| AIM OF THE TASK |
For this task, copy the data that follows exactly, keeping every character.

| Stored data entries |
[Start of section]

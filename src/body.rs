//! Bodies, their properties, and the hooks that drive them
//!
//! All body state is public and readable at any time; the stepper only
//! guarantees consistency at phase boundaries. Behavior is attached
//! through [`Controller`] and [`StateWatcher`] boxes invoked at their
//! documented points in the step, never in between.

use std::any::Any;
use std::fmt;

use glam::Vec2;
use serde::{Deserialize, Serialize};

use crate::geom::Rect;

/// How a body participates in the simulation
#[derive(Debug, Clone, Copy, PartialEq, Eq, Default, Serialize, Deserialize)]
pub enum BodyType {
    /// Never integrated, never displaced. Level geometry normally
    /// enters through tile bodies instead; a static registry body is
    /// inert.
    Static,
    /// Accelerated by gravity and controllers, resolved against tiles
    /// and kinetic bodies
    #[default]
    Dynamic,
    /// Moves under its own velocity and carries overlapping dynamic
    /// bodies for a step, but is never itself resolved
    Kinetic,
}

/// Stable handle to a body within one world
///
/// Ids are never reused. Looking up a removed body yields `None`.
#[derive(Debug, Clone, Copy, PartialEq, Eq, PartialOrd, Ord, Hash, Serialize, Deserialize)]
pub struct BodyId(pub(crate) u32);

impl fmt::Display for BodyId {
    fn fmt(&self, f: &mut fmt::Formatter<'_>) -> fmt::Result {
        write!(f, "body#{}", self.0)
    }
}

/// Configuration copied into a body at creation time
///
/// One `BodyProps` value can seed any number of bodies; each body gets
/// its own copy, so later edits to a shared template never leak.
#[derive(Debug, Clone, Copy, PartialEq, Serialize, Deserialize)]
pub struct BodyProps {
    /// Read once at creation; the body's type is immutable afterwards
    pub body_type: BodyType,
    /// Whether world gravity accelerates this body
    pub gravitational: bool,
    /// Per-body scale applied to world gravity
    pub gravity_modifier: f32,
    /// Whether this body participates in collision resolution at all
    pub collides: bool,
    /// Whether conflicting resolutions deactivate the body instead of
    /// fighting over it
    pub crushable: bool,
    /// Whether this body emits contact started/ended notifications
    pub fires_contact_events: bool,
}

impl Default for BodyProps {
    fn default() -> Self {
        Self {
            body_type: BodyType::Dynamic,
            gravitational: true,
            gravity_modifier: 1.0,
            collides: true,
            crushable: true,
            fires_contact_events: true,
        }
    }
}

impl BodyProps {
    /// Default properties with the given body type
    pub fn of(body_type: BodyType) -> Self {
        Self {
            body_type,
            ..Self::default()
        }
    }
}

/// Drives a body's velocity and behavior
///
/// Invoked once per fixed step, after gravity and before integration.
/// Controllers run in unspecified order (and concurrently under the
/// `parallel` feature) and see only their own body.
pub trait Controller: Send {
    fn update(&mut self, dt: f32, body: &mut Body);
}

/// Observes a body's post-resolution state
///
/// Invoked once per fixed step after resolution, with the body's final
/// position, velocity, grounded flag, and last resolution. Used to
/// drive animation or logical state outside the simulation.
pub trait StateWatcher: Send {
    fn update(&mut self, body: &Body);
}

/// A simulated axis-aligned body
pub struct Body {
    pub(crate) id: BodyId,
    body_type: BodyType,
    /// Current bounds, origin at the bottom-left corner
    pub aabb: Rect,
    pub velocity: Vec2,
    /// Inactive bodies are skipped by every phase. Cleared by crushing.
    pub active: bool,
    /// True when the last resolution opposed gravity; recomputed every
    /// step, false while airborne
    pub grounded: bool,
    pub props: BodyProps,
    /// What the resolution phase last did to this body
    pub last_resolution: Vec2,
    /// The displacement the body last attempted, carry included
    pub last_attempt: Vec2,
    pub(crate) controller: Option<Box<dyn Controller>>,
    pub(crate) state_watcher: Option<Box<dyn StateWatcher>>,
    pub(crate) parent: Option<BodyId>,
    pub(crate) children: Vec<BodyId>,
    /// Free-form payload for the embedding application
    pub user_data: Option<Box<dyn Any + Send>>,
}

impl Body {
    pub(crate) fn new(id: BodyId, aabb: Rect, props: BodyProps) -> Self {
        Self {
            id,
            body_type: props.body_type,
            aabb,
            velocity: Vec2::ZERO,
            active: true,
            grounded: false,
            props,
            last_resolution: Vec2::ZERO,
            last_attempt: Vec2::ZERO,
            controller: None,
            state_watcher: None,
            parent: None,
            children: Vec::new(),
            user_data: None,
        }
    }

    #[inline]
    pub fn id(&self) -> BodyId {
        self.id
    }

    /// Fixed at creation from `props.body_type`; later edits to
    /// [`Body::props`] do not change it
    #[inline]
    pub fn body_type(&self) -> BodyType {
        self.body_type
    }

    /// Kinetic body currently carrying this one, if any. Transient:
    /// set during resolution, cleared when the carry is applied the
    /// following step.
    #[inline]
    pub fn parent(&self) -> Option<BodyId> {
        self.parent
    }

    pub fn set_controller(&mut self, controller: impl Controller + 'static) {
        self.controller = Some(Box::new(controller));
    }

    pub fn clear_controller(&mut self) {
        self.controller = None;
    }

    pub fn set_state_watcher(&mut self, watcher: impl StateWatcher + 'static) {
        self.state_watcher = Some(Box::new(watcher));
    }

    pub fn clear_state_watcher(&mut self) {
        self.state_watcher = None;
    }
}

impl fmt::Debug for Body {
    fn fmt(&self, f: &mut fmt::Formatter<'_>) -> fmt::Result {
        f.debug_struct("Body")
            .field("id", &self.id)
            .field("body_type", &self.body_type)
            .field("aabb", &self.aabb)
            .field("velocity", &self.velocity)
            .field("active", &self.active)
            .field("grounded", &self.grounded)
            .finish_non_exhaustive()
    }
}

[End of section]

| TASK RESPONSE |
filename src/body.rs
//! Bodies, their properties, and the hooks that drive them
//!
//! All body state is public and readable at any time; the stepper only
//! guarantees consistency at phase boundaries. Behavior is attached
//! through [`Controller`] and [`StateWatcher`] boxes invoked at their
//! documented points in the step, never in between.

use std::any::Any;
use std::fmt;

use glam::Vec2;
use serde::{Deserialize, Serialize};

use crate::geom::Rect;

/// How a body participates in the simulation
#[derive(Debug, Clone, Copy, PartialEq, Eq, Default, Serialize, Deserialize)]
pub enum BodyType {
    /// Never integrated, never displaced. Level geometry normally
    /// enters through tile bodies instead; a static registry body is
    /// inert.
    Static,
    /// Accelerated by gravity and controllers, resolved against tiles
    /// and kinetic bodies
    #[default]
    Dynamic,
    /// Moves under its own velocity and carries overlapping dynamic
    /// bodies for a step, but is never itself resolved
    Kinetic,
}

/// Stable handle to a body within one world
///
/// Ids are never reused. Looking up a removed body yields `None`.
#[derive(Debug, Clone, Copy, PartialEq, Eq, PartialOrd, Ord, Hash, Serialize, Deserialize)]
pub struct BodyId(pub(crate) u32);

impl fmt::Display for BodyId {
    fn fmt(&self, f: &mut fmt::Formatter<'_>) -> fmt::Result {
        write!(f, "body#{}", self.0)
    }
}

/// Configuration copied into a body at creation time
///
/// One `BodyProps` value can seed any number of bodies; each body gets
/// its own copy, so later edits to a shared template never leak.
#[derive(Debug, Clone, Copy, PartialEq, Serialize, Deserialize)]
pub struct BodyProps {
    /// Read once at creation; the body's type is immutable afterwards
    pub body_type: BodyType,
    /// Whether world gravity accelerates this body
    pub gravitational: bool,
    /// Per-body scale applied to world gravity
    pub gravity_modifier: f32,
    /// Whether this body participates in collision resolution at all
    pub collides: bool,
    /// Whether conflicting resolutions deactivate the body instead of
    /// fighting over it
    pub crushable: bool,
    /// Whether this body emits contact started/ended notifications
    pub fires_contact_events: bool,
}

impl Default for BodyProps {
    fn default() -> Self {
        Self {
            body_type: BodyType::Dynamic,
            gravitational: true,
            gravity_modifier: 1.0,
            collides: true,
            crushable: true,
            fires_contact_events: true,
        }
    }
}

impl BodyProps {
    /// Default properties with the given body type
    pub fn of(body_type: BodyType) -> Self {
        Self {
            body_type,
            ..Self::default()
        }
    }
}

/// Drives a body's velocity and behavior
///
/// Invoked once per fixed step, after gravity and before integration.
/// Controllers run in unspecified order (and concurrently under the
/// `parallel` feature) and see only their own body.
pub trait Controller: Send {
    fn update(&mut self, dt: f32, body: &mut Body);
}

/// Observes a body's post-resolution state
///
/// Invoked once per fixed step after resolution, with the body's final
/// position, velocity, grounded flag, and last resolution. Used to
/// drive animation or logical state outside the simulation.
pub trait StateWatcher: Send {
    fn update(&mut self, body: &Body);
}

/// A simulated axis-aligned body
pub struct Body {
    pub(crate) id: BodyId,
    body_type: BodyType,
    /// Current bounds, origin at the bottom-left corner
    pub aabb: Rect,
    pub velocity: Vec2,
    /// Inactive bodies are skipped by every phase. Cleared by crushing.
    pub active: bool,
    /// True when the last resolution opposed gravity; recomputed every
    /// step, false while airborne
    pub grounded: bool,
    pub props: BodyProps,
    /// What the resolution phase last did to this body
    pub last_resolution: Vec2,
    /// The displacement the body last attempted, carry included
    pub last_attempt: Vec2,
    pub(crate) controller: Option<Box<dyn Controller>>,
    pub(crate) state_watcher: Option<Box<dyn StateWatcher>>,
    pub(crate) parent: Option<BodyId>,
    pub(crate) children: Vec<BodyId>,
    /// Free-form payload for the embedding application
    pub user_data: Option<Box<dyn Any + Send>>,
}

impl Body {
    pub(crate) fn new(id: BodyId, aabb: Rect, props: BodyProps) -> Self {
        Self {
            id,
            body_type: props.body_type,
            aabb,
            velocity: Vec2::ZERO,
            active: true,
            grounded: false,
            props,
            last_resolution: Vec2::ZERO,
            last_attempt: Vec2::ZERO,
            controller: None,
            state_watcher: None,
            parent: None,
            children: Vec::new(),
            user_data: None,
        }
    }

    #[inline]
    pub fn id(&self) -> BodyId {
        self.id
    }

    /// Fixed at creation from `props.body_type`; later edits to
    /// [`Body::props`] do not change it
    #[inline]
    pub fn body_type(&self) -> BodyType {
        self.body_type
    }

    /// Kinetic body currently carrying this one, if any. Transient:
    /// set during resolution, cleared when the carry is applied the
    /// following step.
    #[inline]
    pub fn parent(&self) -> Option<BodyId> {
        self.parent
    }

    pub fn set_controller(&mut self, controller: impl Controller + 'static) {
        self.controller = Some(Box::new(controller));
    }

    pub fn clear_controller(&mut self) {
        self.controller = None;
    }

    pub fn set_state_watcher(&mut self, watcher: impl StateWatcher + 'static) {
        self.state_watcher = Some(Box::new(watcher));
    }

    pub fn clear_state_watcher(&mut self) {
        self.state_watcher = None;
    }
}

impl fmt::Debug for Body {
    fn fmt(&self, f: &mut fmt::Formatter<'_>) -> fmt::Result {
        f.debug_struct("Body")
            .field("id", &self.id)
            .field("body_type", &self.body_type)
            .field("aabb", &self.aabb)
            .field("velocity", &self.velocity)
            .field("active", &self.active)
            .field("grounded", &self.grounded)
            .finish_non_exhaustive()
    }
}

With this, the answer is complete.